Australia and New Zealand aren’t the only countries in which poker machines present a point of contention between politicians and residents. In the United Kingdom, lawmakers are also at odds over pokie regulations. This week, Prime Minister David Cameron announced that he start an investigation into gaming machines across the United Kingdom and determine whether or not they should be banned from betting shops.
In the UK, gaming machines that are located in betting shops are referred to as fixed odds betting terminals (FOBTs). Over the course of the past year, responsible gambling advocates have started speaking out against FOBTs, stating that there is an overabundance of these games in betting shops that are located in major cities.
Mr Cameron’s vow to investigate FOBTs was a response to a question from MP Tom Watson, who stated that gaming machines are turning ‘local bookies into digital casinos’. He noted that the Irish government has already banned pokies from betting shops, and that England should follow suit.
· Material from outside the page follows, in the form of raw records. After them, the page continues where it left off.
//! Constants and default values for ForgePM

use std::path::PathBuf;
use std::time::Duration;

/// Default ForgePM home directory name
pub const FORGEPM_DIR: &str = ".forgepm";

/// Environment variable overriding the data directory
pub const HOME_ENV: &str = "FORGEPM_HOME";

/// Default socket file name
pub const SOCKET_FILE: &str = "daemon.sock";

pub const INSTANCES_FILE: &str = "servers.json";
pub const JOBS_FILE: &str = "jobs.json";
pub const CRASHES_FILE: &str = "crashes.json";
pub const MAPPINGS_FILE: &str = "map_mappings.json";
pub const SETTINGS_FILE: &str = "settings.json";
pub const NOTIFY_FILE: &str = "notify.toml";

pub const LOGS_DIR: &str = "logs";
pub const METRICS_DIR: &str = "metrics";
pub const PROFILE_DIR: &str = "profile";
pub const ADDONS_DIR: &str = "addons";

/// Reserved instance that always exists
pub const DEFAULT_INSTANCE_ID: &str = "default";
pub const DEFAULT_INSTANCE_NAME: &str = "Default Server";

/// Dedicated server executable looked up inside an instance directory
pub const SERVER_EXECUTABLE: &str = "ArmaReforgerServer.exe";

/// Config file used when an instance has none of its own
pub const DEFAULT_CONFIG_FILE: &str = "server.json";

/// Headless flag; always present in resolved launch arguments
pub const HEADLESS_FLAG: &str = "-server";
pub const CONFIG_FLAG: &str = "-config";
pub const PROFILE_FLAG: &str = "-profile";
pub const ADDONS_FLAG: &str = "-addonDownloadDir";

/// Graceful stop budget before escalating to SIGKILL
pub const STOP_TIMEOUT: Duration = Duration::from_secs(5);

/// Liveness poll interval while waiting for a graceful stop
pub const STOP_POLL_INTERVAL: Duration = Duration::from_millis(500);

/// Resource sampling interval
pub const SAMPLE_INTERVAL: Duration = Duration::from_secs(2);

/// Resource samples kept per instance
pub const RESOURCE_HISTORY_LEN: usize = 100;

/// Watchdog poll tick
pub const WATCHDOG_INTERVAL: Duration = Duration::from_secs(10);

/// Restart counter resets after this much quiet time
pub const WATCHDOG_COOLDOWN: Duration = Duration::from_secs(5 * 60);

/// Auto-restarts allowed inside one cooldown window
pub const WATCHDOG_MAX_RESTARTS: u32 = 3;

/// Crash events kept in the audit log
pub const CRASH_LOG_LIMIT: usize = 50;

/// Default remote-console deadline per call
pub const RCON_TIMEOUT: Duration = Duration::from_secs(5);

/// Settle time between stop and start of a map change
pub const MAP_CHANGE_SETTLE: Duration = Duration::from_secs(2);

/// Pause between stop and start of a scheduled restart
pub const RESTART_PAUSE: Duration = Duration::from_secs(3);

/// Player monitor poll interval
pub const PLAYER_POLL_INTERVAL: Duration = Duration::from_secs(15);

/// How often forwarded console output is checked for chat commands
pub const CHAT_POLL_INTERVAL: Duration = Duration::from_secs(5);

/// Metrics history write interval
pub const METRICS_INTERVAL: Duration = Duration::from_secs(5 * 60);

/// Capacity of the in-memory log sink
pub const LOG_BUFFER_CAPACITY: usize = 1000;

/// Default log max size in bytes (10MB)
pub const DEFAULT_LOG_MAX_SIZE: u64 = 10 * 1024 * 1024;

/// Default max log files to keep
pub const DEFAULT_LOG_MAX_FILES: usize = 5;

/// Get the ForgePM home directory
pub fn forgepm_home() -> PathBuf {
    if let Some(dir) = std::env::var_os(HOME_ENV) {
        return PathBuf::from(dir);
    }
    dirs::home_dir()
        .map(|h| h.join(FORGEPM_DIR))
        .unwrap_or_else(|| PathBuf::from(FORGEPM_DIR))
}

/// Get the socket path
pub fn socket_path() -> PathBuf {
    forgepm_home().join(SOCKET_FILE)
}

/// Console log file for an instance
pub fn console_log_path(logs_dir: &std::path::Path, instance_id: &str) -> PathBuf {
    logs_dir.join(format!("{}.log", instance_id))
}
//! forgepm IPC - newline-delimited JSON over a Unix socket

pub mod client;
pub mod protocol;
pub mod server;

pub use client::IpcClient;
pub use protocol::{Request, Response};
pub use server::{Incoming, IpcConnection, IpcServer};
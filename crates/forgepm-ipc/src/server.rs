//! IPC Server - Unix socket server for the daemon
//!
//! One connection carries any number of newline-terminated requests. The
//! read side keeps its buffer for the life of the connection, so requests a
//! client writes back to back are served in order.

use forgepm_core::{Error, Result};
use std::path::{Path, PathBuf};
use tokio::io::{AsyncBufReadExt, AsyncReadExt, AsyncWriteExt, BufReader};
use tokio::net::unix::{OwnedReadHalf, OwnedWriteHalf};
use tokio::net::{UnixListener, UnixStream};
use tracing::{debug, error, info, warn};

use crate::protocol::{Request, Response};

/// Upper bound on one request line
const MAX_MESSAGE_SIZE: u64 = 1024 * 1024;

pub struct IpcServer {
    socket_path: PathBuf,
    listener: UnixListener,
}

impl IpcServer {
    /// Bind the daemon socket
    ///
    /// A leftover socket file nobody answers on is replaced. A socket a live
    /// daemon still serves is left alone and binding fails.
    pub async fn bind(socket_path: &Path) -> Result<Self> {
        if socket_path.exists() {
            if UnixStream::connect(socket_path).await.is_ok() {
                return Err(Error::ipc(format!(
                    "another daemon is already listening on {}",
                    socket_path.display()
                )));
            }
            info!("Removing stale socket {}", socket_path.display());
            std::fs::remove_file(socket_path)?;
        }
        if let Some(parent) = socket_path.parent() {
            std::fs::create_dir_all(parent)?;
        }

        let listener = UnixListener::bind(socket_path)
            .map_err(|e| Error::ipc(format!("Failed to bind socket: {}", e)))?;

        #[cfg(unix)]
        {
            use std::os::unix::fs::PermissionsExt;
            std::fs::set_permissions(socket_path, std::fs::Permissions::from_mode(0o600))
                .map_err(|e| Error::ipc(format!("Failed to set socket permissions: {}", e)))?;
        }

        info!("IPC server listening on {}", socket_path.display());

        Ok(Self {
            socket_path: socket_path.to_path_buf(),
            listener,
        })
    }

    pub async fn accept(&self) -> Result<IpcConnection> {
        let (stream, _) = self
            .listener
            .accept()
            .await
            .map_err(|e| Error::ipc(format!("Accept failed: {}", e)))?;

        debug!("Accepted IPC connection");
        Ok(IpcConnection::new(stream))
    }

    pub fn socket_path(&self) -> &Path {
        &self.socket_path
    }
}

impl Drop for IpcServer {
    fn drop(&mut self) {
        if self.socket_path.exists() {
            if let Err(e) = std::fs::remove_file(&self.socket_path) {
                error!("Failed to remove socket file: {}", e);
            }
        }
    }
}

/// One line received from a client
#[derive(Debug)]
pub enum Incoming {
    Request(Request),
    /// A line that is not a request; the connection stays usable
    Malformed(String),
}

/// Single IPC connection
pub struct IpcConnection {
    reader: BufReader<OwnedReadHalf>,
    writer: OwnedWriteHalf,
}

impl IpcConnection {
    pub fn new(stream: UnixStream) -> Self {
        let (read, writer) = stream.into_split();
        Self {
            reader: BufReader::new(read),
            writer,
        }
    }

    /// Next line from the client; `None` once the peer hung up
    ///
    /// A line longer than the size limit is an error and the connection
    /// should be dropped, since the rest of it cannot be resynchronised.
    pub async fn read_request(&mut self) -> Result<Option<Incoming>> {
        let mut line = String::new();
        let read = (&mut self.reader)
            .take(MAX_MESSAGE_SIZE)
            .read_line(&mut line)
            .await
            .map_err(|e| Error::ipc(format!("Read error: {}", e)))?;

        if read == 0 {
            return Ok(None);
        }
        if read as u64 >= MAX_MESSAGE_SIZE && !line.ends_with('\n') {
            return Err(Error::ipc(format!(
                "Request exceeds {} bytes",
                MAX_MESSAGE_SIZE
            )));
        }

        let line = line.trim();
        if line.is_empty() {
            return Ok(Some(Incoming::Malformed("empty request".to_string())));
        }

        match serde_json::from_str::<Request>(line) {
            Ok(request) => {
                debug!("Received request: {:?}", request);
                Ok(Some(Incoming::Request(request)))
            }
            Err(e) => {
                warn!("Rejected malformed request: {}", e);
                Ok(Some(Incoming::Malformed(format!("Invalid request: {}", e))))
            }
        }
    }

    pub async fn send_response(&mut self, response: &Response) -> Result<()> {
        let mut json = serde_json::to_string(response)?;
        json.push('\n');

        self.writer
            .write_all(json.as_bytes())
            .await
            .map_err(|e| Error::ipc(format!("Write error: {}", e)))?;
        self.writer
            .flush()
            .await
            .map_err(|e| Error::ipc(format!("Flush error: {}", e)))?;

        debug!("Sent response: {:?}", response);
        Ok(())
    }
}

#[cfg(test)]
mod tests {
    use super::*;
    use tempfile::tempdir;

    async fn connected() -> (tempfile::TempDir, IpcServer, UnixStream) {
        let dir = tempdir().unwrap();
        let socket_path = dir.path().join("daemon.sock");
        let server = IpcServer::bind(&socket_path).await.unwrap();
        let client = UnixStream::connect(&socket_path).await.unwrap();
        (dir, server, client)
    }

    #[tokio::test]
    async fn test_server_bind_and_cleanup() {
        let dir = tempdir().unwrap();
        let socket_path = dir.path().join("daemon.sock");

        let server = IpcServer::bind(&socket_path).await.unwrap();
        assert!(socket_path.exists());
        assert_eq!(server.socket_path(), socket_path.as_path());

        drop(server);
        assert!(!socket_path.exists());
    }

    #[tokio::test]
    async fn test_bind_replaces_stale_socket() {
        let dir = tempdir().unwrap();
        let socket_path = dir.path().join("daemon.sock");
        std::fs::write(&socket_path, b"stale").unwrap();

        let _server = IpcServer::bind(&socket_path).await.unwrap();
        assert!(socket_path.exists());
    }

    #[tokio::test]
    async fn test_bind_refuses_live_socket() {
        let dir = tempdir().unwrap();
        let socket_path = dir.path().join("daemon.sock");
        let _running = IpcServer::bind(&socket_path).await.unwrap();

        let err = IpcServer::bind(&socket_path).await.err().unwrap();
        assert!(err.to_string().contains("already listening"));
        assert!(socket_path.exists());
    }

    #[tokio::test]
    async fn test_back_to_back_requests_on_one_connection() {
        let (_dir, server, mut client) = connected().await;
        client
            .write_all(b"{\"type\":\"ping\"}\n{\"type\":\"list_instances\"}\n")
            .await
            .unwrap();

        let mut conn = server.accept().await.unwrap();
        assert!(matches!(
            conn.read_request().await.unwrap(),
            Some(Incoming::Request(Request::Ping))
        ));
        assert!(matches!(
            conn.read_request().await.unwrap(),
            Some(Incoming::Request(Request::ListInstances))
        ));

        drop(client);
        assert!(conn.read_request().await.unwrap().is_none());
    }

    #[tokio::test]
    async fn test_malformed_line_keeps_connection() {
        let (_dir, server, mut client) = connected().await;
        client
            .write_all(b"{\"type\":\"nope\"}\n{\"type\":\"ping\"}\n")
            .await
            .unwrap();

        let mut conn = server.accept().await.unwrap();
        match conn.read_request().await.unwrap() {
            Some(Incoming::Malformed(reason)) => assert!(reason.contains("Invalid request")),
            other => panic!("expected a malformed line, got {:?}", other),
        }
        assert!(matches!(
            conn.read_request().await.unwrap(),
            Some(Incoming::Request(Request::Ping))
        ));
    }

    #[tokio::test]
    async fn test_oversized_request_is_error() {
        let (_dir, server, mut client) = connected().await;
        tokio::spawn(async move {
            let chunk = vec![b'x'; 64 * 1024];
            for _ in 0..20 {
                if client.write_all(&chunk).await.is_err() {
                    break;
                }
            }
        });

        let mut conn = server.accept().await.unwrap();
        let err = conn.read_request().await.unwrap_err();
        assert!(err.to_string().contains("exceeds"));
    }
}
“I do think it is worth having a proper look at this issue, to see what we can do to make sure that, yes, we have bookmakers that are not over-regulated, but on the other hand, a fair approach and a decent approach that prevents problem gambling,” Cameron said. According to the BBC, Mr Watson accused the response of being ‘vague’; however, he does applaud the Premier for putting the issue on his agenda.
There are currently more than 33 000 FOBTs in betting shops across the United Kingdom. In 2012, they generated more than £1.4 billion in wagers from local punters. Responsible gambling advocates hope that Cameron’s review of the country’s gaming machines will result in stricter regulations that would help to reduce gambling losses from punters across the UK.